The opposition is made to sound like God’s word made political, sacred by definition, while everyone else becomes the devil’s advocate by default. It is a simplification that treats the government as an enemy to be opposed by virtue of its existence, and treats party affiliation as proof of moral standing. Yet while the role of opposition is vital for balance, for ensuring that counter-narratives exist and power is not left unchecked, history and political science remind us that opposition parties are not immune to the same flaws they condemn.
Political theorists call this, subjectivism in political judgment, the tendency to evaluate actions not by their merit but by who commits them. Scholars of political behavior, from Joseph Schumpeter to Giovanni Sartori, have long warned that opposition can drift into sabotage, blindness, and the deliberate amplification of fear through exaggerated narratives. The opposition often projects itself as the only credible alternative, directing public frustration at the ruling party while privately signaling readiness to embrace the same actors when opportunity shifts.
On the other side, pro-government supporters are no less selective. They tend to see only the positive, downplaying failures while framing criticism as disloyalty. But many are motivated by ideals that deserve recognition: the desire to see government succeed, to preserve continuity, to douse the fire of heated politics, and to model tolerance and emotional maturity. Ironically, the same people who accuse the government of nepotism, ethnic favoritism, and moral compromise often become its staunchest defenders once their side takes power.

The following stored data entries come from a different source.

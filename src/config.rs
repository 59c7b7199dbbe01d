use std::env;

use anyhow::Context;
use dotenvy::dotenv;
use strum::EnumString;

#[derive(Debug, Clone, Copy, PartialEq, Eq, EnumString)]
#[strum(serialize_all = "lowercase")]
pub enum StoreMode {
    /// Talk to the hosted record store.
    Hosted,
    /// Seeded in-memory store, no credentials needed.
    Demo,
}

#[derive(Clone)]
pub struct Config {
    pub server_addr: String,
    pub api_prefix: String,

    pub store_mode: StoreMode,
    pub store_base_url: String,
    pub store_project_id: String,
    pub store_public_key: String,

    pub rate_api_per_min: u32,
}

impl Config {
    pub fn from_env() -> anyhow::Result<Self> {
        dotenv().ok();

        let store_mode: StoreMode = env::var("STORE_MODE")
            .unwrap_or_else(|_| "hosted".to_string())
            .parse()
            .context("STORE_MODE must be 'hosted' or 'demo'")?;

        let require = |key: &str| -> anyhow::Result<String> {
            if store_mode == StoreMode::Demo {
                return Ok(env::var(key).unwrap_or_default());
            }
            env::var(key).with_context(|| format!("{key} must be set"))
        };

        Ok(Self {
            server_addr: env::var("SERVER_ADDR").unwrap_or_else(|_| "127.0.0.1:8080".to_string()),
            api_prefix: env::var("API_PREFIX").unwrap_or_else(|_| "/api/v1".to_string()),
            store_mode,
            store_base_url: require("STORE_BASE_URL")?,
            store_project_id: require("STORE_PROJECT_ID")?,
            store_public_key: require("STORE_PUBLIC_KEY")?,
            rate_api_per_min: env::var("RATE_API_PER_MIN")
                .unwrap_or_else(|_| "1000".to_string())
                .parse()
                .context("RATE_API_PER_MIN must be a number")?,
        })
    }
}
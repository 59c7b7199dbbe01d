use std::sync::Arc;

use actix_web::middleware::NormalizePath;
use actix_web::web::Data;
use actix_web::{App, HttpServer, Responder, get};

mod api;
mod config;
mod docs;
mod model;
mod notify;
mod routes;
mod service;
mod store;

use config::{Config, StoreMode};
use notify::{LogNotifier, Notifier};
use service::{AttendanceService, DepartmentService, EmployeeService};
use store::{HostedStore, MemoryStore, RecordStore};

use crate::docs::ApiDoc;
use tracing::info;
use tracing_appender::rolling;
use utoipa::OpenApi;
use utoipa_swagger_ui::SwaggerUi;

#[get("/")]
async fn index() -> impl Responder {
    "StaffHub"
}

#[actix_web::main]
async fn main() -> anyhow::Result<()> {
    let config = Config::from_env()?;

    // Rolling daily log
    let file_appender = rolling::daily("logs", "app.log");
    let (non_blocking, _guard) = tracing_appender::non_blocking(file_appender);

    tracing_subscriber::fmt()
        .with_writer(non_blocking)
        .with_max_level(tracing::Level::DEBUG)
        .with_ansi(false)
        .with_target(false)
        .with_level(true)
        .with_thread_ids(false)
        .with_thread_names(false)
        .pretty()
        .init();

    info!("Server starting...");

    let store: Arc<dyn RecordStore> = match config.store_mode {
        StoreMode::Hosted => Arc::new(HostedStore::new(
            &config.store_base_url,
            &config.store_project_id,
            &config.store_public_key,
        )),
        StoreMode::Demo => {
            info!("Demo mode: using seeded in-memory store");
            Arc::new(MemoryStore::demo())
        }
    };
    let notifier: Arc<dyn Notifier> = Arc::new(LogNotifier);

    let employees = Data::new(EmployeeService::new(store.clone(), notifier.clone()));
    let departments = Data::new(DepartmentService::new(store.clone(), notifier.clone()));
    let attendance = Data::new(AttendanceService::new(store.clone(), notifier.clone()));

    let server_addr = config.server_addr.clone();

    HttpServer::new(move || {
        App::new()
            .wrap(actix_web::middleware::Logger::default())
            .wrap(NormalizePath::trim())
            .service(
                SwaggerUi::new("/swagger-ui/{_:.*}")
                    .url("/api-doc/openapi.json", ApiDoc::openapi()),
            )
            .app_data(employees.clone())
            .app_data(departments.clone())
            .app_data(attendance.clone())
            .service(index)
            .configure(|cfg| routes::configure(cfg, &config))
    })
    .bind(server_addr)?
    .run()
    .await?;

    Ok(())
}
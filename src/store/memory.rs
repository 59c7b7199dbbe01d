use std::collections::HashMap;
use std::sync::Mutex;

use async_trait::async_trait;
use chrono::Local;
use serde_json::{Value, json};

use super::{
    BatchOutcome, FetchParams, ID_FIELD, Operator, Record, RecordResult, RecordStore, StoreError,
    WhereClause,
};

/// In-memory record store: the injectable stand-in for the hosted service,
/// used by the test suite and by demo mode. Ids are assigned sequentially
/// per table, mirroring how the demo UI numbered its sample rows.
#[derive(Default)]
pub struct MemoryStore {
    inner: Mutex<HashMap<String, Table>>,
}

#[derive(Default)]
struct Table {
    next_id: i64,
    rows: Vec<Record>,
}

impl Table {
    fn insert(&mut self, mut record: Record) -> Record {
        self.next_id += 1;
        record.insert(ID_FIELD.to_string(), json!(self.next_id));
        self.rows.push(record.clone());
        record
    }
}

/// Stringified view of a field value, for comparison against clause values.
/// Dates and times are stored as ISO strings, so lexicographic order matches
/// chronological order.
fn comparable(value: &Value) -> Option<String> {
    match value {
        Value::String(s) => Some(s.clone()),
        Value::Number(n) => Some(n.to_string()),
        Value::Bool(b) => Some(b.to_string()),
        _ => None,
    }
}

fn matches(record: &Record, clause: &WhereClause) -> bool {
    let Some(field) = record.get(&clause.field_name).and_then(comparable) else {
        return false;
    };
    clause.values.iter().any(|v| match clause.operator {
        Operator::EqualTo => field == *v,
        Operator::GreaterThanOrEqualTo => field >= *v,
        Operator::LessThanOrEqualTo => field <= *v,
    })
}

fn project(record: &Record, fields: &[String]) -> Record {
    if fields.is_empty() {
        return record.clone();
    }
    let mut out = Record::new();
    for field in fields {
        if let Some(value) = record.get(field) {
            out.insert(field.clone(), value.clone());
        }
    }
    out
}

fn record_id(record: &Record) -> Option<i64> {
    record.get(ID_FIELD).and_then(Value::as_i64)
}

impl MemoryStore {
    pub fn new() -> Self {
        Self::default()
    }

    /// Seeds a record without going through the batch protocol. Test and
    /// demo setup only; the assigned id is returned.
    pub fn seed(&self, table: &str, record: Record) -> i64 {
        let mut tables = self.inner.lock().unwrap();
        let stored = tables.entry(table.to_string()).or_default().insert(record);
        record_id(&stored).unwrap_or_default()
    }

    /// The sample data the dashboard shipped with: three employees, the
    /// department catalog, and today's attendance for each of them.
    pub fn demo() -> Self {
        let store = Self::new();
        let today = Local::now().date_naive().to_string();

        for (first, last, email, department, position, hire_date, avatar) in [
            (
                "Sarah",
                "Johnson",
                "sarah.johnson@company.com",
                "Engineering",
                "Senior Developer",
                "2022-03-15",
                "https://images.unsplash.com/photo-1494790108755-2616b612b786?w=150&h=150&fit=crop&crop=face",
            ),
            (
                "Michael",
                "Chen",
                "michael.chen@company.com",
                "Marketing",
                "Marketing Manager",
                "2021-07-20",
                "https://images.unsplash.com/photo-1507003211169-0a1dd7228f2d?w=150&h=150&fit=crop&crop=face",
            ),
            (
                "Emily",
                "Rodriguez",
                "emily.rodriguez@company.com",
                "HR",
                "HR Specialist",
                "2023-01-10",
                "https://images.unsplash.com/photo-1438761681033-6461ffad8d80?w=150&h=150&fit=crop&crop=face",
            ),
        ] {
            store.seed(
                "employee",
                record(json!({
                    "Name": format!("{first} {last}"),
                    "first_name": first,
                    "last_name": last,
                    "email": email,
                    "department": department,
                    "position": position,
                    "status": "active",
                    "hire_date": hire_date,
                    "avatar": avatar,
                })),
            );
        }

        for name in ["Engineering", "Marketing", "HR", "Sales", "Finance", "Operations"] {
            store.seed("department", record(json!({ "Name": name })));
        }

        for (employee, check_in, check_out) in [
            (1, "09:00", Some("17:30")),
            (2, "08:45", Some("17:15")),
            (3, "09:15", None),
        ] {
            store.seed(
                "attendance",
                record(json!({
                    "Name": format!("{employee} - {today}"),
                    "employee": employee,
                    "date": today,
                    "check_in": check_in,
                    "check_out": check_out,
                    "status": "present",
                })),
            );
        }

        store
    }
}

fn record(value: Value) -> Record {
    match value {
        Value::Object(map) => map,
        _ => Record::new(),
    }
}

#[async_trait]
impl RecordStore for MemoryStore {
    async fn fetch_records(
        &self,
        table: &str,
        params: &FetchParams,
    ) -> Result<Vec<Record>, StoreError> {
        let tables = self.inner.lock().unwrap();
        let Some(table) = tables.get(table) else {
            return Ok(Vec::new());
        };
        Ok(table
            .rows
            .iter()
            .filter(|row| params.where_clauses.iter().all(|c| matches(row, c)))
            .map(|row| project(row, &params.fields))
            .collect())
    }

    async fn get_record_by_id(
        &self,
        table: &str,
        id: i64,
        params: &FetchParams,
    ) -> Result<Option<Record>, StoreError> {
        let tables = self.inner.lock().unwrap();
        Ok(tables.get(table).and_then(|t| {
            t.rows
                .iter()
                .find(|row| record_id(row) == Some(id))
                .map(|row| project(row, &params.fields))
        }))
    }

    async fn create_records(
        &self,
        table: &str,
        records: Vec<Record>,
    ) -> Result<BatchOutcome, StoreError> {
        let mut tables = self.inner.lock().unwrap();
        let table = tables.entry(table.to_string()).or_default();
        Ok(BatchOutcome {
            results: records
                .into_iter()
                .map(|r| RecordResult::ok(table.insert(r)))
                .collect(),
        })
    }

    async fn update_records(
        &self,
        table: &str,
        records: Vec<Record>,
    ) -> Result<BatchOutcome, StoreError> {
        let mut tables = self.inner.lock().unwrap();
        let table = tables.entry(table.to_string()).or_default();
        let results = records
            .into_iter()
            .map(|incoming| {
                let Some(id) = record_id(&incoming) else {
                    return RecordResult::failed("Missing record id");
                };
                match table.rows.iter_mut().find(|row| record_id(row) == Some(id)) {
                    Some(row) => {
                        for (key, value) in incoming {
                            row.insert(key, value);
                        }
                        RecordResult::ok(row.clone())
                    }
                    None => RecordResult::failed("Record not found"),
                }
            })
            .collect();
        Ok(BatchOutcome { results })
    }

    async fn delete_records(
        &self,
        table: &str,
        ids: Vec<i64>,
    ) -> Result<BatchOutcome, StoreError> {
        let mut tables = self.inner.lock().unwrap();
        let table = tables.entry(table.to_string()).or_default();
        let results = ids
            .into_iter()
            .map(|id| {
                let before = table.rows.len();
                table.rows.retain(|row| record_id(row) != Some(id));
                if table.rows.len() < before {
                    RecordResult {
                        success: true,
                        data: None,
                        message: None,
                        errors: Vec::new(),
                    }
                } else {
                    RecordResult::failed("Record not found")
                }
            })
            .collect();
        Ok(BatchOutcome { results })
    }
}

#[cfg(test)]
mod tests {
    use super::*;

    fn row(value: Value) -> Record {
        record(value)
    }

    #[actix_web::test]
    async fn assigns_sequential_ids() {
        let store = MemoryStore::new();
        let outcome = store
            .create_records(
                "employee",
                vec![row(json!({ "Name": "A" })), row(json!({ "Name": "B" }))],
            )
            .await
            .unwrap();

        let ids: Vec<i64> = outcome
            .results
            .iter()
            .map(|r| record_id(r.data.as_ref().unwrap()).unwrap())
            .collect();
        assert_eq!(ids, vec![1, 2]);
    }

    #[actix_web::test]
    async fn where_clauses_filter_and_combine() {
        let store = MemoryStore::new();
        for (employee, date) in [(1, "2024-05-06"), (1, "2024-05-08"), (2, "2024-05-06")] {
            store.seed("attendance", row(json!({ "employee": employee, "date": date })));
        }

        let params = FetchParams::with_fields(&["Id", "employee", "date"]).filtered(vec![
            WhereClause::eq("employee", "1"),
            WhereClause::new("date", Operator::GreaterThanOrEqualTo, "2024-05-06"),
            WhereClause::new("date", Operator::LessThanOrEqualTo, "2024-05-07"),
        ]);
        let rows = store.fetch_records("attendance", &params).await.unwrap();

        assert_eq!(rows.len(), 1);
        assert_eq!(rows[0].get("date"), Some(&json!("2024-05-06")));
    }

    #[actix_web::test]
    async fn projection_keeps_only_requested_fields() {
        let store = MemoryStore::new();
        store.seed("employee", row(json!({ "Name": "A", "email": "a@b.c" })));

        let params = FetchParams::with_fields(&["Id", "Name"]);
        let rows = store.fetch_records("employee", &params).await.unwrap();

        assert_eq!(rows[0].len(), 2);
        assert!(rows[0].get("email").is_none());
    }

    #[actix_web::test]
    async fn update_of_missing_record_fails_per_record() {
        let store = MemoryStore::new();
        let outcome = store
            .update_records("employee", vec![row(json!({ "Id": 42, "Name": "X" }))])
            .await
            .unwrap();

        assert!(!outcome.any_success());
        assert_eq!(outcome.results[0].message.as_deref(), Some("Record not found"));
    }

    #[actix_web::test]
    async fn delete_reports_each_id() {
        let store = MemoryStore::new();
        store.seed("department", row(json!({ "Name": "Sales" })));

        let outcome = store
            .delete_records("department", vec![1, 99])
            .await
            .unwrap();

        assert!(outcome.any_success());
        assert_eq!(outcome.failures().count(), 1);
    }
}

This is where the contradiction becomes clear. Citizens who wait for power only to justify whatever their government does, whether right or wrong cannot claim higher moral ground than those they deride as blind loyalists. The same people who once condemned nepotism celebrate it when it benefits their kin. The same voices that rejected political appointments as corruption applaud them when their allies receive the call. The agenda is often set not by principle, but by proximity to power.
Supporting the weak or the ordinary citizen does not automatically make one an absolute opponent of government. Governments, like individuals, are capable of getting things right. To deny that is to trade analysis for partisanship.
This is why the position of the fence-sitter, often mocked, may in fact be the most modest and intellectually honest stance. Political psychologists describe it as cognitive independence, the ability to assess issues on their merit rather than through the filter of group loyalty. It is the position that judges actions, not personalities; policies, not tribes. It acknowledges a truth we often resist: none of us, neither government nor opposition, is right all the time, and none is wrong all the time.
In the end, honor does not belong to the side you choose. It belongs to the honesty with which you judge the side you choose.